_ACTIVITY_. The records below must be copied in full, exactly as they read.

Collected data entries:
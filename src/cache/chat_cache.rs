//! Chat Cache (spec.md §4.6 C6): in-memory snapshot backed by a diffed
//! on-disk file, restored at start with no automatic network sync (the
//! platform's auth rate limit is low; a full chat listing costs several
//! calls, so it only happens on an explicit `refresh()`).

use std::path::{Path, PathBuf};
use std::sync::Arc;
use std::time::Duration;

use thiserror::Error;
use tokio::sync::RwLock;

use crate::core::constants::{CHAT_CACHE_FILE_NAME, CHAT_LIST_PAGE_LIMIT, PEER_RESOLVE_BATCH_SIZE, PEER_RESOLVE_BATCH_SLEEP_MS};
use crate::model::{CachedChat, ChatCacheFile, ChatType};
use crate::platform::PlatformClient;

#[derive(Debug, Error)]
pub enum CacheError {
    #[error("chat cache i/o error: {0}")]
    Io(#[from] std::io::Error),
    #[error("chat cache serde error: {0}")]
    Serde(#[from] serde_json::Error),
}

pub struct RefreshSummary {
    pub count: usize,
    pub persisted: bool,
}

pub struct ChatCache {
    account_id: String,
    workspace: PathBuf,
    client: Arc<dyn PlatformClient>,
    memory: RwLock<ChatCacheFile>,
}

fn cache_path(workspace: &Path) -> PathBuf {
    workspace.join("memory").join(CHAT_CACHE_FILE_NAME)
}

impl ChatCache {
    pub fn new(account_id: String, workspace: PathBuf, client: Arc<dyn PlatformClient>) -> Self {
        Self {
            account_id,
            workspace,
            client,
            memory: RwLock::new(ChatCacheFile {
                updated_at: chrono::Utc::now(),
                owner_id: None,
                chats: Vec::new(),
            }),
        }
    }

    /// Restore from disk, if present. Never touches the network.
    pub async fn restore(&self) -> Result<(), CacheError> {
        let path = cache_path(&self.workspace);
        if !path.exists() {
            return Ok(());
        }
        let raw = tokio::fs::read_to_string(&path).await?;
        let parsed: ChatCacheFile = serde_json::from_str(&raw)?;
        *self.memory.write().await = parsed;
        Ok(())
    }

    pub async fn snapshot(&self) -> Vec<CachedChat> {
        self.memory.read().await.chats.clone()
    }

    pub async fn find_direct_chat_by_member(&self, member_id: &str) -> Option<CachedChat> {
        let memory = self.memory.read().await;
        if let Some(owner_id) = &memory.owner_id {
            return memory
                .chats
                .iter()
                .find(|c| {
                    c.chat_type == ChatType::Direct
                        && c.members.len() == 2
                        && c.members.iter().any(|m| m == owner_id)
                        && c.members.iter().any(|m| m == member_id)
                })
                .cloned();
        }
        memory
            .chats
            .iter()
            .find(|c| c.chat_type == ChatType::Direct && c.members.iter().any(|m| m == member_id))
            .cloned()
    }

    /// Explicit refresh: fetch all chat types in parallel, resolve Direct
    /// peer names in rate-limited batches, and persist only if changed.
    pub async fn refresh(&self) -> Result<RefreshSummary, CacheError> {
        let chat_types = [
            ChatType::Personal,
            ChatType::Direct,
            ChatType::Group,
            ChatType::Team,
            ChatType::Everyone,
        ];

        let (owner, lists) = tokio::join!(
            self.client.current_extension(),
            futures::future::join_all(chat_types.iter().map(|t| self.client.list_chats(*t, CHAT_LIST_PAGE_LIMIT))),
        );
        let owner_id = owner.ok().map(|e| e.id);

        let mut chats = Vec::new();
        let mut needs_peer_resolution: Vec<usize> = Vec::new();

        for (chat_type, result) in chat_types.iter().zip(lists) {
            let records = match result {
                Ok(r) => r,
                Err(e) => {
                    tracing::warn!(account_id = %self.account_id, chat_type = ?chat_type, error = %e, "listChats failed");
                    continue;
                }
            };
            for record in records {
                let members: Vec<String> = record.members.iter().map(|m| m.id().to_string()).collect();
                let mut name = record.name.unwrap_or_default();

                if *chat_type == ChatType::Personal && name.is_empty() {
                    name = "(Personal)".to_string();
                } else if *chat_type == ChatType::Direct && name.is_empty() {
                    needs_peer_resolution.push(chats.len());
                }

                chats.push(CachedChat {
                    id: record.id,
                    name,
                    chat_type: *chat_type,
                    members,
                });
            }
        }

        self.resolve_peer_names(&mut chats, &needs_peer_resolution, owner_id.as_deref())
            .await;

        let count = chats.len();
        let persisted = self.persist_if_changed(owner_id, chats).await?;
        Ok(RefreshSummary { count, persisted })
    }

    async fn resolve_peer_names(&self, chats: &mut [CachedChat], indices: &[usize], owner_id: Option<&str>) {
        for batch in indices.chunks(PEER_RESOLVE_BATCH_SIZE) {
            let futures = batch.iter().map(|&idx| {
                let peer_id = chats[idx]
                    .members
                    .iter()
                    .find(|m| Some(m.as_str()) != owner_id)
                    .cloned()
                    .unwrap_or_else(|| chats[idx].id.clone());
                async move { (peer_id.clone(), self.client.get_user(&peer_id).await) }
            });
            let results = futures::future::join_all(futures).await;
            for (&idx, (peer_id, result)) in batch.iter().zip(results) {
                chats[idx].name = match result {
                    Ok(Some(user)) => user.display_name().unwrap_or(peer_id),
                    _ => peer_id,
                };
            }
            if batch.len() == PEER_RESOLVE_BATCH_SIZE {
                tokio::time::sleep(Duration::from_millis(PEER_RESOLVE_BATCH_SLEEP_MS)).await;
            }
        }
    }

    async fn persist_if_changed(&self, owner_id: Option<String>, chats: Vec<CachedChat>) -> Result<bool, CacheError> {
        let changed = {
            let memory = self.memory.read().await;
            let old_ids: std::collections::HashSet<&str> = memory.chats.iter().map(|c| c.id.as_str()).collect();
            let new_ids: std::collections::HashSet<&str> = chats.iter().map(|c| c.id.as_str()).collect();
            old_ids != new_ids
                || chats.iter().any(|c| {
                    memory
                        .chats
                        .iter()
                        .find(|o| o.id == c.id)
                        .is_none_or(|o| o.name != c.name)
                })
        };

        if !changed {
            return Ok(false);
        }

        let file = ChatCacheFile {
            updated_at: chrono::Utc::now(),
            owner_id,
            chats,
        };

        let path = cache_path(&self.workspace);
        if let Some(parent) = path.parent() {
            tokio::fs::create_dir_all(parent).await?;
        }
        let serialized = serde_json::to_string_pretty(&file)?;
        tokio::fs::write(&path, serialized).await?;
        *self.memory.write().await = file;
        Ok(true)
    }
}

#[cfg(test)]
mod tests {
    use super::*;

    #[test]
    fn cache_path_is_under_memory_dir() {
        let p = cache_path(Path::new("/tmp/ws"));
        assert_eq!(p, PathBuf::from("/tmp/ws/memory/ringcentral-chat-cache.json"));
    }
}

_REPLY TO THE EXERCISE_.
filename src/cache/chat_cache.rs
//! Chat Cache (spec.md §4.6 C6): in-memory snapshot backed by a diffed
//! on-disk file, restored at start with no automatic network sync (the
//! platform's auth rate limit is low; a full chat listing costs several
//! calls, so it only happens on an explicit `refresh()`).

use std::path::{Path, PathBuf};
use std::sync::Arc;
use std::time::Duration;

use thiserror::Error;
use tokio::sync::RwLock;

use crate::core::constants::{CHAT_CACHE_FILE_NAME, CHAT_LIST_PAGE_LIMIT, PEER_RESOLVE_BATCH_SIZE, PEER_RESOLVE_BATCH_SLEEP_MS};
use crate::model::{CachedChat, ChatCacheFile, ChatType};
use crate::platform::PlatformClient;

#[derive(Debug, Error)]
pub enum CacheError {
    #[error("chat cache i/o error: {0}")]
    Io(#[from] std::io::Error),
    #[error("chat cache serde error: {0}")]
    Serde(#[from] serde_json::Error),
}

pub struct RefreshSummary {
    pub count: usize,
    pub persisted: bool,
}

pub struct ChatCache {
    account_id: String,
    workspace: PathBuf,
    client: Arc<dyn PlatformClient>,
    memory: RwLock<ChatCacheFile>,
}

fn cache_path(workspace: &Path) -> PathBuf {
    workspace.join("memory").join(CHAT_CACHE_FILE_NAME)
}

impl ChatCache {
    pub fn new(account_id: String, workspace: PathBuf, client: Arc<dyn PlatformClient>) -> Self {
        Self {
            account_id,
            workspace,
            client,
            memory: RwLock::new(ChatCacheFile {
                updated_at: chrono::Utc::now(),
                owner_id: None,
                chats: Vec::new(),
            }),
        }
    }

    /// Restore from disk, if present. Never touches the network.
    pub async fn restore(&self) -> Result<(), CacheError> {
        let path = cache_path(&self.workspace);
        if !path.exists() {
            return Ok(());
        }
        let raw = tokio::fs::read_to_string(&path).await?;
        let parsed: ChatCacheFile = serde_json::from_str(&raw)?;
        *self.memory.write().await = parsed;
        Ok(())
    }

    pub async fn snapshot(&self) -> Vec<CachedChat> {
        self.memory.read().await.chats.clone()
    }

    pub async fn find_direct_chat_by_member(&self, member_id: &str) -> Option<CachedChat> {
        let memory = self.memory.read().await;
        if let Some(owner_id) = &memory.owner_id {
            return memory
                .chats
                .iter()
                .find(|c| {
                    c.chat_type == ChatType::Direct
                        && c.members.len() == 2
                        && c.members.iter().any(|m| m == owner_id)
                        && c.members.iter().any(|m| m == member_id)
                })
                .cloned();
        }
        memory
            .chats
            .iter()
            .find(|c| c.chat_type == ChatType::Direct && c.members.iter().any(|m| m == member_id))
            .cloned()
    }

    /// Explicit refresh: fetch all chat types in parallel, resolve Direct
    /// peer names in rate-limited batches, and persist only if changed.
    pub async fn refresh(&self) -> Result<RefreshSummary, CacheError> {
        let chat_types = [
            ChatType::Personal,
            ChatType::Direct,
            ChatType::Group,
            ChatType::Team,
            ChatType::Everyone,
        ];

        let (owner, lists) = tokio::join!(
            self.client.current_extension(),
            futures::future::join_all(chat_types.iter().map(|t| self.client.list_chats(*t, CHAT_LIST_PAGE_LIMIT))),
        );
        let owner_id = owner.ok().map(|e| e.id);

        let mut chats = Vec::new();
        let mut needs_peer_resolution: Vec<usize> = Vec::new();

        for (chat_type, result) in chat_types.iter().zip(lists) {
            let records = match result {
                Ok(r) => r,
                Err(e) => {
                    tracing::warn!(account_id = %self.account_id, chat_type = ?chat_type, error = %e, "listChats failed");
                    continue;
                }
            };
            for record in records {
                let members: Vec<String> = record.members.iter().map(|m| m.id().to_string()).collect();
                let mut name = record.name.unwrap_or_default();

                if *chat_type == ChatType::Personal && name.is_empty() {
                    name = "(Personal)".to_string();
                } else if *chat_type == ChatType::Direct && name.is_empty() {
                    needs_peer_resolution.push(chats.len());
                }

                chats.push(CachedChat {
                    id: record.id,
                    name,
                    chat_type: *chat_type,
                    members,
                });
            }
        }

        self.resolve_peer_names(&mut chats, &needs_peer_resolution, owner_id.as_deref())
            .await;

        let count = chats.len();
        let persisted = self.persist_if_changed(owner_id, chats).await?;
        Ok(RefreshSummary { count, persisted })
    }

    async fn resolve_peer_names(&self, chats: &mut [CachedChat], indices: &[usize], owner_id: Option<&str>) {
        for batch in indices.chunks(PEER_RESOLVE_BATCH_SIZE) {
            let futures = batch.iter().map(|&idx| {
                let peer_id = chats[idx]
                    .members
                    .iter()
                    .find(|m| Some(m.as_str()) != owner_id)
                    .cloned()
                    .unwrap_or_else(|| chats[idx].id.clone());
                async move { (peer_id.clone(), self.client.get_user(&peer_id).await) }
            });
            let results = futures::future::join_all(futures).await;
            for (&idx, (peer_id, result)) in batch.iter().zip(results) {
                chats[idx].name = match result {
                    Ok(Some(user)) => user.display_name().unwrap_or(peer_id),
                    _ => peer_id,
                };
            }
            if batch.len() == PEER_RESOLVE_BATCH_SIZE {
                tokio::time::sleep(Duration::from_millis(PEER_RESOLVE_BATCH_SLEEP_MS)).await;
            }
        }
    }

    async fn persist_if_changed(&self, owner_id: Option<String>, chats: Vec<CachedChat>) -> Result<bool, CacheError> {
        let changed = {
            let memory = self.memory.read().await;
            let old_ids: std::collections::HashSet<&str> = memory.chats.iter().map(|c| c.id.as_str()).collect();
            let new_ids: std::collections::HashSet<&str> = chats.iter().map(|c| c.id.as_str()).collect();
            old_ids != new_ids
                || chats.iter().any(|c| {
                    memory
                        .chats
                        .iter()
                        .find(|o| o.id == c.id)
                        .is_none_or(|o| o.name != c.name)
                })
        };

        if !changed {
            return Ok(false);
        }

        let file = ChatCacheFile {
            updated_at: chrono::Utc::now(),
            owner_id,
            chats,
        };

        let path = cache_path(&self.workspace);
        if let Some(parent) = path.parent() {
            tokio::fs::create_dir_all(parent).await?;
        }
        let serialized = serde_json::to_string_pretty(&file)?;
        tokio::fs::write(&path, serialized).await?;
        *self.memory.write().await = file;
        Ok(true)
    }
}

#[cfg(test)]
mod tests {
    use super::*;

    #[test]
    fn cache_path_is_under_memory_dir() {
        let p = cache_path(Path::new("/tmp/ws"));
        assert_eq!(p, PathBuf::from("/tmp/ws/memory/ringcentral-chat-cache.json"));
    }
}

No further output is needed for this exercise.